Perhaps most odious in all of this was Lieberman's attempt to fool reporters and the public into thinking he actually attended key Medicare votes. As today's Cup of Joe notes, Lieberman issued a press release claiming to have voted against final passage of the Medicare bill. In fact, he skipped that vote.
But then, this is the kind of dishonesty we all have grown to expect from Lieberman. Just yesterday, for instance, he claimed he helped kill health care reform in the 1990s not because he was the #2 recipient of health industry cash at the time, but because he was worried about the impact on small businesses' ability to provide health care. Of course, he never explained why, if that was really his reason, the poison pill legislation that he used to kill health reform was one that major newspapers reported would have specifically raised taxes on small business health benefits.

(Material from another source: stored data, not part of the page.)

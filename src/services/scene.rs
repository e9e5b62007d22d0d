//! Headless-Karte: hält den sichtbaren Karteninhalt als Daten.
//!
//! Der egui-Host rendert direkt aus der [`MapScene`], Tests prüfen sie.

use super::{MapView, MarkerOverlay, OverlayHandle, RouteLayerHandle};
use crate::app::AppIntent;
use crate::core::{LatLng, MarkerKey, RoutePath};
use indexmap::IndexMap;
use std::sync::{Arc, Mutex, MutexGuard, PoisonError};

/// Ein Marker-Overlay in der Szene
#[derive(Debug, Clone)]
pub struct SceneOverlay {
    /// Schlüssel des Markers
    pub key: MarkerKey,
    /// Position
    pub position: LatLng,
    /// Popup-Titel
    pub title: String,
    /// Popup-Detail
    pub detail: String,
    /// Intent bei Klick
    pub on_activate: AppIntent,
}

/// Sichtbarer Karteninhalt
#[derive(Debug, Default)]
pub struct MapScene {
    /// Overlays in Erstellungsreihenfolge
    pub overlays: IndexMap<OverlayHandle, SceneOverlay>,
    /// Overlay mit geöffnetem Popup
    pub open_popup: Option<OverlayHandle>,
    /// Aktuell gezeichnete Route
    pub route: Option<(RouteLayerHandle, RoutePath)>,
    /// Eigene Position mit Beschriftung
    pub user_position: Option<(LatLng, String)>,
    /// Vom Controller angeforderte Ansicht (wird vom Host abgeholt)
    pub requested_view: Option<(LatLng, f64)>,
    /// Anzuzeigendes Rechteck `(südwest, nordost)`, z.B. einer neuen Route
    pub requested_bounds: Option<(LatLng, LatLng)>,
    /// Anzahl erstellter Overlays seit Start
    pub overlays_created: usize,
    /// Anzahl entfernter Overlays seit Start
    pub overlays_removed: usize,
    next_handle: u64,
}

impl MapScene {
    fn next_handle(&mut self) -> u64 {
        self.next_handle += 1;
        self.next_handle
    }

    /// Findet das Overlay eines Markers
    pub fn overlay_for(&self, key: MarkerKey) -> Option<(OverlayHandle, &SceneOverlay)> {
        self.overlays
            .iter()
            .find(|(_, overlay)| overlay.key == key)
            .map(|(handle, overlay)| (*handle, overlay))
    }

    /// Gibt die angeforderte Ansicht einmalig zurück.
    pub fn take_requested_view(&mut self) -> Option<(LatLng, f64)> {
        self.requested_view.take()
    }

    /// Gibt das angeforderte Rechteck einmalig zurück.
    pub fn take_requested_bounds(&mut self) -> Option<(LatLng, LatLng)> {
        self.requested_bounds.take()
    }
}

/// [`MapView`] über einer geteilten [`MapScene`].
#[derive(Debug, Clone, Default)]
pub struct SceneMapView {
    scene: Arc<Mutex<MapScene>>,
}

impl SceneMapView {
    /// Erstellt eine leere Szene.
    pub fn new() -> Self {
        Self::default()
    }

    /// Geteilte Szene für Host und Tests
    pub fn scene(&self) -> Arc<Mutex<MapScene>> {
        Arc::clone(&self.scene)
    }

    /// Sperrt die Szene. Ein vergifteter Lock wird übernommen, da die Szene
    /// nur Anzeige-Daten enthält.
    pub fn lock(&self) -> MutexGuard<'_, MapScene> {
        self.scene.lock().unwrap_or_else(PoisonError::into_inner)
    }
}

impl MapView for SceneMapView {
    fn add_marker_overlay(&mut self, overlay: MarkerOverlay) -> OverlayHandle {
        let mut scene = self.lock();
        let handle = OverlayHandle(scene.next_handle());
        scene.overlays.insert(
            handle,
            SceneOverlay {
                key: overlay.key,
                position: overlay.position,
                title: overlay.title,
                detail: overlay.detail,
                on_activate: overlay.on_activate,
            },
        );
        scene.overlays_created += 1;
        handle
    }

    fn remove_overlay(&mut self, handle: OverlayHandle) {
        let mut scene = self.lock();
        if scene.overlays.shift_remove(&handle).is_some() {
            scene.overlays_removed += 1;
        }
        if scene.open_popup == Some(handle) {
            scene.open_popup = None;
        }
    }

    fn open_popup(&mut self, handle: OverlayHandle) {
        let mut scene = self.lock();
        if scene.overlays.contains_key(&handle) {
            scene.open_popup = Some(handle);
        }
    }

    fn show_route(&mut self, path: &RoutePath) -> RouteLayerHandle {
        let mut scene = self.lock();
        let handle = RouteLayerHandle(scene.next_handle());
        scene.route = Some((handle, path.clone()));
        handle
    }

    fn remove_route(&mut self, handle: RouteLayerHandle) {
        let mut scene = self.lock();
        if scene.route.as_ref().is_some_and(|(h, _)| *h == handle) {
            scene.route = None;
        }
    }

    fn set_view(&mut self, center: LatLng, zoom: f64) {
        let mut scene = self.lock();
        scene.requested_view = Some((center, zoom));
        scene.requested_bounds = None;
    }

    fn fit_bounds(&mut self, south_west: LatLng, north_east: LatLng) {
        let mut scene = self.lock();
        scene.requested_bounds = Some((south_west, north_east));
        scene.requested_view = None;
    }

    fn show_user_position(&mut self, position: LatLng, label: &str) {
        self.lock().user_position = Some((position, label.to_string()));
    }
}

Remember, folks - Lieberman didn't just skip most of the Medicare debate while issuing press releases feigning outrage. He has skipped key votes on the most pressing issues of the day. As an example, consider the fact that he has skipped half of all the U.S. Senate's votes on Iraq since the war began - skipping such votes even when he is in Washington. He also skipped a tie-breaking vote that would have brought more homeland security money back to Connecticut's most vulnerable urban areas. Where was he for that one? He holding a granstanding press conference to congratulate himself for supposedly bringing money back to Connecticut, even though he was missing a key vote to bring money back to Connecticut, even though under his watch the state has plummeted to 49th in terms of its rate of federal investment.
In all, he's skipped more than 300 Senate votes in just three and a half years, giving him one of the Senate's worst attendance records in the last three Congresses. This, even though his original run for the U.S. Senate was based almost exclusively on his attacks on opponent Sen. Lowell Weicker (R) for missing the same amount of votes in 7 years.
For many career politicians, there comes a time when it becomes impossible to hide the contradictions, distortions, and embarrassments of one's record. The evidence just becomes too overwhelming that the career politician will say or do absolutely anything in order to hold onto his job. Usually, this is when the career politician's career ends. With the Lieberman campaign now regularly contradicting itself and being increasingly ridiculed by Connecticut's news media (see here and here for some recent examples), it's pretty obvious that the political Grim Reaper is coming for ol' Joe. Frankly, it's long overdue.
(DISCLOSURE: I have long been a volunteer supporter of Ned Lamont's candidacy and written extensively about the race. As of Labor Day, I am officially working with the Lamont for Senate campaign on research. The writing on this blog is my own, and not the official work I do for the Lamont campaign.)